Military contractor claims it can read fingerprints from 6m


IDair, a military contractor, claims that it can image and resolve fingerprints from six meters away. The article goes into a lot of credulous, breathless rhapsody about this, but fails to note that if your fingerprints can be read from 20 feet away, then any crook who wants to be able to impersonate you will find it trivial to do so — if we allow fingerprints to serve as a form of identification, that is. And of course, you can't change your fingerprints, so once they've leaked onto the net, you're hosed for life. So, basically, as soon as this technology is popular, it will be obsolete.

It's the security of the fingerprint database that concerns privacy experts such as Lee Tien, a senior staff attorney at the Electronic Frontier Foundation. "There are so many steps where a (digital) fingerprint can leak," Tien said.

Tien said electronic fingerprints can be like Social Security numbers. He calls them "coat hangers" on which a lot of identifying information can be hung.
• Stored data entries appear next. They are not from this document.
#[cfg(test)]
mod tests {
    use super::{cors, ready_url, routes, AppData};
    use crate::engine::schema::static_user;
    use crate::engine::Engine;
    use actix_web::http::StatusCode;
    use actix_web::test as actix_test;
    use actix_web::web::Data;
    use actix_web::App;
    use serde_json::json;

    fn app_data(playground: bool) -> Data<AppData> {
        Data::new(AppData::new(
            Engine::new(static_user()),
            "/graphql".to_string(),
            playground,
        ))
    }

    #[test]
    fn ready_url_wildcard() {
        let addr = "0.0.0.0:4000".parse().unwrap();

        assert_eq!(
            ready_url(&addr, "/graphql"),
            "http://localhost:4000/graphql"
        );
    }

    #[test]
    fn ready_url_specific() {
        let addr = "127.0.0.1:5000".parse().unwrap();

        assert_eq!(ready_url(&addr, "/gql"), "http://127.0.0.1:5000/gql");
    }

    /// Passes if a POSTed query is answered with the requested fields
    #[actix_web::test]
    async fn post_query() {
        let app = actix_test::init_service(
            App::new()
                .app_data(app_data(true))
                .configure(|cfg| routes(cfg, "/graphql")),
        )
        .await;
        let req = actix_test::TestRequest::post()
            .uri("/graphql")
            .set_json(json!({"query": "query { GetUser(user_id: \"1\") { id name } }"}))
            .to_request();
        let res = actix_test::call_service(&app, req).await;

        assert_eq!(res.status(), StatusCode::OK);
        let body: serde_json::Value = actix_test::read_body_json(res).await;
        assert_eq!(
            body,
            json!({"data": {"GetUser": {"id": "8ab517a4-1234-1234-1234-81d618d0b7b7", "name": "Test user"}}})
        );
    }

    /// Passes if variables and operation names in the body are honored
    #[actix_web::test]
    async fn post_query_with_variables() {
        let app = actix_test::init_service(
            App::new()
                .app_data(app_data(true))
                .configure(|cfg| routes(cfg, "/graphql")),
        )
        .await;
        let req = actix_test::TestRequest::post()
            .uri("/graphql")
            .set_json(json!({
                "query": "query A($id: String!) { GetUser(user_id: $id) { type } } query B { GetUser(user_id: \"\") { age } }",
                "operationName": "B",
                "variables": {}
            }))
            .to_request();
        let body: serde_json::Value = actix_test::call_and_read_body_json(&app, req).await;

        assert_eq!(body, json!({"data": {"GetUser": {"age": 25}}}));
    }

    /// Passes if a validation failure is answered with a GraphQL error body
    #[actix_web::test]
    async fn post_missing_argument() {
        let app = actix_test::init_service(
            App::new()
                .app_data(app_data(true))
                .configure(|cfg| routes(cfg, "/graphql")),
        )
        .await;
        let req = actix_test::TestRequest::post()
            .uri("/graphql")
            .set_json(json!({"query": "query { GetUser { id } }"}))
            .to_request();
        let res = actix_test::call_service(&app, req).await;

        assert_eq!(res.status(), StatusCode::BAD_REQUEST);
        let body: serde_json::Value = actix_test::read_body_json(res).await;
        assert!(body.get("data").is_none());
        assert!(body["errors"].is_array());
    }

    /// Passes if a body that is not a GraphQL request is rejected by the transport
    #[actix_web::test]
    async fn post_not_json() {
        let app = actix_test::init_service(
            App::new()
                .app_data(app_data(true))
                .configure(|cfg| routes(cfg, "/graphql")),
        )
        .await;
        let req = actix_test::TestRequest::post()
            .uri("/graphql")
            .insert_header(("content-type", "application/json"))
            .set_payload("not json")
            .to_request();
        let res = actix_test::call_service(&app, req).await;

        assert_eq!(res.status(), StatusCode::BAD_REQUEST);
    }

    /// Passes if a query in the query string of a GET is executed
    #[actix_web::test]
    async fn get_query() {
        let app = actix_test::init_service(
            App::new()
                .app_data(app_data(true))
                .configure(|cfg| routes(cfg, "/graphql")),
        )
        .await;
        let req = actix_test::TestRequest::get()
            .uri("/graphql?query=%7BGetUser(user_id%3A%221%22)%7Bname%7D%7D")
            .to_request();
        let res = actix_test::call_service(&app, req).await;

        assert_eq!(res.status(), StatusCode::OK);
        let body: serde_json::Value = actix_test::read_body_json(res).await;
        assert_eq!(body, json!({"data": {"GetUser": {"name": "Test user"}}}));
    }

    /// Passes if GET carries variables and an operation name as query parameters
    #[actix_web::test]
    async fn get_query_with_variables() {
        let app = actix_test::init_service(
            App::new()
                .app_data(app_data(false))
                .configure(|cfg| routes(cfg, "/graphql")),
        )
        .await;
        let req = actix_test::TestRequest::get()
            .uri(
                "/graphql?query=query%20Q(%24id%3AString!)%7BGetUser(user_id%3A%24id)%7Bage%7D%7D\
                 &operationName=Q&variables=%7B%22id%22%3A%22x%22%7D",
            )
            .to_request();
        let body: serde_json::Value = actix_test::call_and_read_body_json(&app, req).await;

        assert_eq!(body, json!({"data": {"GetUser": {"age": 25}}}));
    }

    /// Passes if variables that are not JSON are refused
    #[actix_web::test]
    async fn get_query_bad_variables() {
        let app = actix_test::init_service(
            App::new()
                .app_data(app_data(true))
                .configure(|cfg| routes(cfg, "/graphql")),
        )
        .await;
        let req = actix_test::TestRequest::get()
            .uri("/graphql?query=%7BGetUser(user_id%3A%221%22)%7Bname%7D%7D&variables=nope")
            .to_request();
        let res = actix_test::call_service(&app, req).await;

        assert_eq!(res.status(), StatusCode::BAD_REQUEST);
        let body: serde_json::Value = actix_test::read_body_json(res).await;
        assert!(body["errors"].is_array());
    }

    /// Passes if the playground is served on GET without a query
    #[actix_web::test]
    async fn get_playground() {
        let app = actix_test::init_service(
            App::new()
                .app_data(app_data(true))
                .configure(|cfg| routes(cfg, "/graphql")),
        )
        .await;
        let req = actix_test::TestRequest::get().uri("/graphql").to_request();
        let res = actix_test::call_service(&app, req).await;

        assert_eq!(res.status(), StatusCode::OK);
        let body = actix_test::read_body(res).await;
        let html = std::str::from_utf8(&body).unwrap();
        assert!(html.contains("GraphQL Playground"));
        assert!(html.contains("/graphql"));
    }

    /// Passes if a GET without a query is refused when the playground is disabled
    #[actix_web::test]
    async fn get_without_playground() {
        let app = actix_test::init_service(
            App::new()
                .app_data(app_data(false))
                .configure(|cfg| routes(cfg, "/graphql")),
        )
        .await;
        let req = actix_test::TestRequest::get().uri("/graphql").to_request();
        let res = actix_test::call_service(&app, req).await;

        assert_eq!(res.status(), StatusCode::BAD_REQUEST);
    }

    /// Passes if a cross-origin preflight for POST is allowed
    #[actix_web::test]
    async fn cors_preflight() {
        let app = actix_test::init_service(
            App::new()
                .app_data(app_data(true))
                .wrap(cors())
                .configure(|cfg| routes(cfg, "/graphql")),
        )
        .await;
        let req = actix_test::TestRequest::default()
            .method(actix_web::http::Method::OPTIONS)
            .uri("/graphql")
            .insert_header(("Origin", "http://example.com"))
            .insert_header(("Access-Control-Request-Method", "POST"))
            .to_request();
        let res = actix_test::call_service(&app, req).await;

        assert!(res.status().is_success());
        let acao = res
            .headers()
            .get("access-control-allow-origin")
            .unwrap()
            .to_str()
            .unwrap();
        assert!(acao == "http://example.com" || acao == "*");
    }

    /// Passes if paths other than the endpoint are not found
    #[actix_web::test]
    async fn unknown_path() {
        let app = actix_test::init_service(
            App::new()
                .app_data(app_data(true))
                .configure(|cfg| routes(cfg, "/graphql")),
        )
        .await;
        let req = actix_test::TestRequest::post()
            .uri("/other")
            .set_json(json!({"query": "{ GetUser(user_id: \"1\") { id } }"}))
            .to_request();
        let res = actix_test::call_service(&app, req).await;

        assert_eq!(res.status(), StatusCode::NOT_FOUND);
    }
}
In other words, with a Social Security number, you can find out many other things about someone. Fingerprints could be same way, he said, and "someone else could use it to pretend to be me."

"Yes, it can be abused," Burcham agreed. "Anything can be abused. The point is, are there restrictions in place to not abuse it?" The answer with IDair is yes, he said. "But what it's going to come down to is: Do you want to go through that door? Do you want to buy something with Amazon?"

IDair's new fingerprint reader captures prints from 6 meters away

(via /.)

(Image: Fingerprints, a Creative Commons Attribution (2.0) image from pagedooley's photostream)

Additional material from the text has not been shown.